(Beginning of DATA SECTION)
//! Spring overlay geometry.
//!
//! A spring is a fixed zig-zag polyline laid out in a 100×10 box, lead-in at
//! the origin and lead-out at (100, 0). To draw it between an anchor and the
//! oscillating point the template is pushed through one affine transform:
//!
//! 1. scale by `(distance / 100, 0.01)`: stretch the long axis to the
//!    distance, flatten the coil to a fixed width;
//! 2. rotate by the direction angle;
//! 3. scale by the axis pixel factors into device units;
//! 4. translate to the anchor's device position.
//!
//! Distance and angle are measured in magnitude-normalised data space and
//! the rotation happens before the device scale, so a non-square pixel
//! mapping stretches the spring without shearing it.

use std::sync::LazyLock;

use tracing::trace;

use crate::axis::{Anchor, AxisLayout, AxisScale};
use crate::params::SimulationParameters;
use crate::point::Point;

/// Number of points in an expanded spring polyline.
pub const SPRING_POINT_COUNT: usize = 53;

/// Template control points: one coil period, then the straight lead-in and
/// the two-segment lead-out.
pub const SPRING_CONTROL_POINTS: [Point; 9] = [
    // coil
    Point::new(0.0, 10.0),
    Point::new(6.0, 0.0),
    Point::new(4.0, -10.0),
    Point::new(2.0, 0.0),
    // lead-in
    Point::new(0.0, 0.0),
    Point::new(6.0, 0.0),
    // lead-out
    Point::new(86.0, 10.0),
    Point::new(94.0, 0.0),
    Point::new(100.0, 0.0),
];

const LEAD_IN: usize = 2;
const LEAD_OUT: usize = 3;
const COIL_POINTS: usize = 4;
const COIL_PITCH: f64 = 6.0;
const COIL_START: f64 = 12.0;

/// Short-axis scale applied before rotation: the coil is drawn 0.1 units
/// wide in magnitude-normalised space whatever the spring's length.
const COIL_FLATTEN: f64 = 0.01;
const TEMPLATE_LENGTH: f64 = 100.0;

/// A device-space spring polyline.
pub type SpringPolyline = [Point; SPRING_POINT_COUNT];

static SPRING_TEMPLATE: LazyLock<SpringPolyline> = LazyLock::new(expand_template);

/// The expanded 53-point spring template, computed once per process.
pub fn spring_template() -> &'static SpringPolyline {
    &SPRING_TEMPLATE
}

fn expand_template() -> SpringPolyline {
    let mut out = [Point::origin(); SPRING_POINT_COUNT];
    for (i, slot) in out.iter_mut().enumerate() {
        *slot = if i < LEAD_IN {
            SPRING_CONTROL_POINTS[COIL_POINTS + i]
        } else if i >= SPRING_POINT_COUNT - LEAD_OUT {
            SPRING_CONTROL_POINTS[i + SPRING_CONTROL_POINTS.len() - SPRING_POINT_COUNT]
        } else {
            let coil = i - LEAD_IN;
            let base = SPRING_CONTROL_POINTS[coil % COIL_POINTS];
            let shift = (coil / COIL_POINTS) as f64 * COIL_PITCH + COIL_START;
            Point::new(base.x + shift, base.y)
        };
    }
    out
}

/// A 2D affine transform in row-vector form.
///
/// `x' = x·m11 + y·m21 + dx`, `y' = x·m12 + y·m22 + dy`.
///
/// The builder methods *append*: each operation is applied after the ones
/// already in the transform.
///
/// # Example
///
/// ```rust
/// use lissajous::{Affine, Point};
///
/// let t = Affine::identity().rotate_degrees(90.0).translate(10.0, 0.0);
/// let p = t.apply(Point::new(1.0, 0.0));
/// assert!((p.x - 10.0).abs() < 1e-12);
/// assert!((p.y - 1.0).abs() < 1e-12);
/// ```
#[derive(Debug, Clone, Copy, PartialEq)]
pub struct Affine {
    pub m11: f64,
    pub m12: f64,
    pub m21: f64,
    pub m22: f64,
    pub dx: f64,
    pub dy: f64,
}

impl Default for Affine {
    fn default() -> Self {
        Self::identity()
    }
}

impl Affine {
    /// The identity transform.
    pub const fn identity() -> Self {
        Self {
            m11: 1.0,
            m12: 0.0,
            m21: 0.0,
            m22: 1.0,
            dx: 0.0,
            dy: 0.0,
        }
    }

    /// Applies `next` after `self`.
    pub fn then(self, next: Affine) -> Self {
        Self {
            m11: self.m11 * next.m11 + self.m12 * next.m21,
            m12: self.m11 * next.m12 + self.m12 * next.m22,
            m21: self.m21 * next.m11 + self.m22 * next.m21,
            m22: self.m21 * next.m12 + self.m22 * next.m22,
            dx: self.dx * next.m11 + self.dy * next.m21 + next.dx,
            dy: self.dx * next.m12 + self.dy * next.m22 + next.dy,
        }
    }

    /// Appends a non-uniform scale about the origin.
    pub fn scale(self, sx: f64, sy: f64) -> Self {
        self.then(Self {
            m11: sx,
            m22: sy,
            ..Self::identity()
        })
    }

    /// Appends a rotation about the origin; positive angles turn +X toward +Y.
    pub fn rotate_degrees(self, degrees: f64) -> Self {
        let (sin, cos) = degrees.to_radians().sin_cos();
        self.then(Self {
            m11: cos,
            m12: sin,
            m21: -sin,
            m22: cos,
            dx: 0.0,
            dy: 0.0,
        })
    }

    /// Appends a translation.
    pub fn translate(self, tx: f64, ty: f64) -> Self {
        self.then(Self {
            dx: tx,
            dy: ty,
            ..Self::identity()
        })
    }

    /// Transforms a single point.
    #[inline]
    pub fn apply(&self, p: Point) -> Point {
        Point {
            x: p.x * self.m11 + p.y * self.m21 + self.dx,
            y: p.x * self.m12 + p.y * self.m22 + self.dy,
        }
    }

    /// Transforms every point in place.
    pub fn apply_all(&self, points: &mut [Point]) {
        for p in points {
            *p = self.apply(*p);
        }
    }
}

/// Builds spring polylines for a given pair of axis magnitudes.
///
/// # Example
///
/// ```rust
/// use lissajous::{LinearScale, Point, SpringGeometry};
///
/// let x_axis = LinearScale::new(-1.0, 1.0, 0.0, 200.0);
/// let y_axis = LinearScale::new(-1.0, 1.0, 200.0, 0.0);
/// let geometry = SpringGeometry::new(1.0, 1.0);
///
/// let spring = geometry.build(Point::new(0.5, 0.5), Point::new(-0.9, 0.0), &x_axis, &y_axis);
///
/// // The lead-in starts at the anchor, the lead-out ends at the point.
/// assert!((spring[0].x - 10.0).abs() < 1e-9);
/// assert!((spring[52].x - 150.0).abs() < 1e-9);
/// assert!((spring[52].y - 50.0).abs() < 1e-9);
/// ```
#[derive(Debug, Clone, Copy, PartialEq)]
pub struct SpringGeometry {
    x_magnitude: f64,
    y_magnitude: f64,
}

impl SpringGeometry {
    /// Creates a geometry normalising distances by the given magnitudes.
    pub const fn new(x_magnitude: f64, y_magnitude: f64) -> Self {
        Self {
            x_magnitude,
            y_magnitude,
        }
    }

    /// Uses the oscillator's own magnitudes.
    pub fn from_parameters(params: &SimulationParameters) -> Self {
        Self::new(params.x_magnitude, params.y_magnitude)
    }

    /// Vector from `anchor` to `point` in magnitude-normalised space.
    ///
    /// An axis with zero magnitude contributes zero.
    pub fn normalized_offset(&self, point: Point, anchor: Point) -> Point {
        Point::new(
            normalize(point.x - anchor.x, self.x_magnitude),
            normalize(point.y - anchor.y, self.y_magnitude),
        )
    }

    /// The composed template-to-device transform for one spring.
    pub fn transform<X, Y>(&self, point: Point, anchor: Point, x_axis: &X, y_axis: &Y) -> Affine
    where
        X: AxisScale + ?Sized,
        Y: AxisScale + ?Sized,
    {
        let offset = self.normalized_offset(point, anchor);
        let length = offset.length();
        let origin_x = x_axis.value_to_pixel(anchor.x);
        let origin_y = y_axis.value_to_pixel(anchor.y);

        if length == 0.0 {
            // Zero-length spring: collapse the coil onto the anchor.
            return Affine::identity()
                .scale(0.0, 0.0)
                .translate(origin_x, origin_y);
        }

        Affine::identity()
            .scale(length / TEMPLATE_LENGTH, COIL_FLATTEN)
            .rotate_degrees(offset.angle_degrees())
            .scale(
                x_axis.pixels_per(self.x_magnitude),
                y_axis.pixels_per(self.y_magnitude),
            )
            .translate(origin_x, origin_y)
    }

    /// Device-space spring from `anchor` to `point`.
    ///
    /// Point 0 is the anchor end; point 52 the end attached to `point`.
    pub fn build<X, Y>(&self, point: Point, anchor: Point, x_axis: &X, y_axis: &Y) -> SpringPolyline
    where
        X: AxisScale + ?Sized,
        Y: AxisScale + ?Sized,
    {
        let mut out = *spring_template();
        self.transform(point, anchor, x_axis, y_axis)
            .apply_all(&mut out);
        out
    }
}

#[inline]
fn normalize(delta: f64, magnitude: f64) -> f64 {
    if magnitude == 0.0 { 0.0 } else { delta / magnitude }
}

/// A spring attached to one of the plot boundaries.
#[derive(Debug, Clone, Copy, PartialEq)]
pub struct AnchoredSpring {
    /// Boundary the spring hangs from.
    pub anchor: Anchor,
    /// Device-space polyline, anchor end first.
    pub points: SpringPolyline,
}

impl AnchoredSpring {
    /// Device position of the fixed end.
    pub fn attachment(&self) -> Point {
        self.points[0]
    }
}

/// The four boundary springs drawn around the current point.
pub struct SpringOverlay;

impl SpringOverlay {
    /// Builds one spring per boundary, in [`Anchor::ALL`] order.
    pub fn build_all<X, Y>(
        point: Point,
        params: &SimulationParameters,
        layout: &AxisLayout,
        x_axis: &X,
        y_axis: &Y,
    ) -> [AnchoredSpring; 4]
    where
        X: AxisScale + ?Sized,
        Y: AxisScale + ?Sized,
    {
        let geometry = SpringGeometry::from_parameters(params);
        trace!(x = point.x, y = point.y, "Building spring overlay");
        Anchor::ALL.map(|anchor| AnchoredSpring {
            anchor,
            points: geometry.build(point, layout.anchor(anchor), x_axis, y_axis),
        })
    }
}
(End of DATA SECTION)
(Beginning of DATA SECTION)
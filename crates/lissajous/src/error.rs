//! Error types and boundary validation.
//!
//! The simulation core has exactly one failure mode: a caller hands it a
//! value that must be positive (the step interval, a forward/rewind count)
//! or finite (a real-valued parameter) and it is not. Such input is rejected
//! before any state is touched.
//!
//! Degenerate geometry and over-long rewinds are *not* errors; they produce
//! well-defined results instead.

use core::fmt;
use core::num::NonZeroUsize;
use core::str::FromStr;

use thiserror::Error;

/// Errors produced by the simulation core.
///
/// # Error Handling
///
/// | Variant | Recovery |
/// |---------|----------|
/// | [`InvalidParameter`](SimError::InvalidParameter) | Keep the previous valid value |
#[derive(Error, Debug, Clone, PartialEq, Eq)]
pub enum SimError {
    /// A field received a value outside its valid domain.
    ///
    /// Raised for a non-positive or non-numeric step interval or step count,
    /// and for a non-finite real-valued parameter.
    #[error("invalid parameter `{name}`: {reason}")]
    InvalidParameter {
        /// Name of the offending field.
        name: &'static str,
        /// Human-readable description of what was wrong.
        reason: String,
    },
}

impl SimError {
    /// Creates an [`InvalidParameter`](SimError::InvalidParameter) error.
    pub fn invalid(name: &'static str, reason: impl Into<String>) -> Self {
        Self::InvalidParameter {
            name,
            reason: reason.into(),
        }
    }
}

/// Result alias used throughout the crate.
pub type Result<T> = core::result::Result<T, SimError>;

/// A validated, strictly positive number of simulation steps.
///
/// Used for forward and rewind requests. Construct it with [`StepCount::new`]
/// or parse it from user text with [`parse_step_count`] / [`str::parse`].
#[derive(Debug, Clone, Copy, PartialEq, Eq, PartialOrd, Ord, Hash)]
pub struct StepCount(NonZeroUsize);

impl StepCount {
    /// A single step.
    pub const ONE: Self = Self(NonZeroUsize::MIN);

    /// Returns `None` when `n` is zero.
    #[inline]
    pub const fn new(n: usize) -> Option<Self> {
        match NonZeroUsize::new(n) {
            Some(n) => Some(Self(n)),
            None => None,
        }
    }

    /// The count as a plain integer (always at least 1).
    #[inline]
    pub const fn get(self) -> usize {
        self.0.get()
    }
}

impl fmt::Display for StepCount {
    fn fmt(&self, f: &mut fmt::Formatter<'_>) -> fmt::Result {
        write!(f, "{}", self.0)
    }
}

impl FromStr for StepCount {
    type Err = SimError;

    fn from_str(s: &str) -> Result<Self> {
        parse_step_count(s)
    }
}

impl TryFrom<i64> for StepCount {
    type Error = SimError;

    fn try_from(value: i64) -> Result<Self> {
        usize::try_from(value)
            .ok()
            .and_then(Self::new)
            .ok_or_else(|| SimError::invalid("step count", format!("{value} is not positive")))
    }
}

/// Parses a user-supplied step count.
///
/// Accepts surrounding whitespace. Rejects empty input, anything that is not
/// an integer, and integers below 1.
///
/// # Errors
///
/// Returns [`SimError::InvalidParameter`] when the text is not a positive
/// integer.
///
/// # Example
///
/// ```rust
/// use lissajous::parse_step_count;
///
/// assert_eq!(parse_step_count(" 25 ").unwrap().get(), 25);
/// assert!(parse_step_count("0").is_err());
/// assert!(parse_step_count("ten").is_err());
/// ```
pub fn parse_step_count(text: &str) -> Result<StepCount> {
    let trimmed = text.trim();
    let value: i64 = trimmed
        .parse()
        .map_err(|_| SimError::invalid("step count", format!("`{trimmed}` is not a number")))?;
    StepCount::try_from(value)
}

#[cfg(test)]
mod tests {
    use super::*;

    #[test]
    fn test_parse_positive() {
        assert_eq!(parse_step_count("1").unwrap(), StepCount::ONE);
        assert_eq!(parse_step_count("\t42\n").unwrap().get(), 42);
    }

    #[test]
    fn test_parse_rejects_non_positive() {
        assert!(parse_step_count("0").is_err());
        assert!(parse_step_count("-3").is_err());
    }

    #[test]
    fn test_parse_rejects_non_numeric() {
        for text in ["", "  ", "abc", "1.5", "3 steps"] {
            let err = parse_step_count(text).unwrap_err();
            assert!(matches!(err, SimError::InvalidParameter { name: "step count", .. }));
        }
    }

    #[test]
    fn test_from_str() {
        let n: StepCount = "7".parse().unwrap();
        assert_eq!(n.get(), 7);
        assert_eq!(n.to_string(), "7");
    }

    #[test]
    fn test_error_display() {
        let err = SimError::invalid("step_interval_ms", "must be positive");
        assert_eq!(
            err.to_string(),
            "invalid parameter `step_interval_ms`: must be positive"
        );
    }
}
(End of DATA SECTION)
(Beginning of DATA SECTION)
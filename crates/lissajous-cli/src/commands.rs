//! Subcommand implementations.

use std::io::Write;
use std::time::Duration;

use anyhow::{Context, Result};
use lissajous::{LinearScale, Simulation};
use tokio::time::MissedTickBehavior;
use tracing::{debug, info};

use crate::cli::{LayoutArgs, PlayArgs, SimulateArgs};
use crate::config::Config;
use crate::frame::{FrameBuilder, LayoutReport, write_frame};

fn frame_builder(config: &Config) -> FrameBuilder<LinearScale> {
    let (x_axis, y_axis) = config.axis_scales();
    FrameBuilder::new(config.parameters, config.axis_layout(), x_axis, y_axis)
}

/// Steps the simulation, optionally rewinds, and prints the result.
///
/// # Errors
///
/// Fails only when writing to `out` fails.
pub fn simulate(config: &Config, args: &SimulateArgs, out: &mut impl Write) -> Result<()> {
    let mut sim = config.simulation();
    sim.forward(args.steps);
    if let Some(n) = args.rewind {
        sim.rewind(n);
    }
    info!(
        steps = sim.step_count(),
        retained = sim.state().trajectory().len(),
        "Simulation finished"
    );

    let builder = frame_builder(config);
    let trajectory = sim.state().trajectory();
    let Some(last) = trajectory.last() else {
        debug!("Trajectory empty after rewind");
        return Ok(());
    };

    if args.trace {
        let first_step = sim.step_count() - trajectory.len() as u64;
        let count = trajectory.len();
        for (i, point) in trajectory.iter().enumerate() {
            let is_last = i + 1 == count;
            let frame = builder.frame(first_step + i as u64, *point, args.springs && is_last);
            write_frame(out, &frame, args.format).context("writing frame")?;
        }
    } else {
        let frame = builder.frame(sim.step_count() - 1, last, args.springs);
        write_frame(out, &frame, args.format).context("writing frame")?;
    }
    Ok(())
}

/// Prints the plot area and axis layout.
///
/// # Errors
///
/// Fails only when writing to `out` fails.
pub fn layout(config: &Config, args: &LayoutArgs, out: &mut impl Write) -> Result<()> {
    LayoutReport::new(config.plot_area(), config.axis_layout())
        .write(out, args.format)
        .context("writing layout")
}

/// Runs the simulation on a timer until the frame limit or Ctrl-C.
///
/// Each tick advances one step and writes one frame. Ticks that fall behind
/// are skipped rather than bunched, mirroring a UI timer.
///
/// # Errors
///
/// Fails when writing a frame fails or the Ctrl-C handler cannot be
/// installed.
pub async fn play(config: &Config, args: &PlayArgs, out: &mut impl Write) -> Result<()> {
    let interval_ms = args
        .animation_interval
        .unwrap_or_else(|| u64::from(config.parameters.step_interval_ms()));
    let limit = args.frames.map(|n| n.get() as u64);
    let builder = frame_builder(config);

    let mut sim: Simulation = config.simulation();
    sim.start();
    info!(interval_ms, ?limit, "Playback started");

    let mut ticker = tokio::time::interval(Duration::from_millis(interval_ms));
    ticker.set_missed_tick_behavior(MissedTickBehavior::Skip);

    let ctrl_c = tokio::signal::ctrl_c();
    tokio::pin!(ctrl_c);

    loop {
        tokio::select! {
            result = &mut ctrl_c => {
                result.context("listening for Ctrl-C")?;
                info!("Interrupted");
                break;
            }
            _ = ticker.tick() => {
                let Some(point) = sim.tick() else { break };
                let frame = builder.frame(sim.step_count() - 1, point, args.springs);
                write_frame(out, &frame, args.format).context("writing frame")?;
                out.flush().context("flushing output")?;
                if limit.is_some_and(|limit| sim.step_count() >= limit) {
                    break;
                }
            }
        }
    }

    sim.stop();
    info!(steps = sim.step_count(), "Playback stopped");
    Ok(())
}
(End of DATA SECTION)
- **EXERCISE REQUIREMENTS**: Your answer should be each line from the entries that includes the string "lissajous".

- **RESPONSE TO THIS EXERCISE**:
/// use lissajous::{Affine, Point};
/// use lissajous::{LinearScale, Point, SpringGeometry};
filename crates/lissajous/src/error.rs
/// use lissajous::parse_step_count;
filename crates/lissajous-cli/src/commands.rs
use lissajous::{LinearScale, Simulation};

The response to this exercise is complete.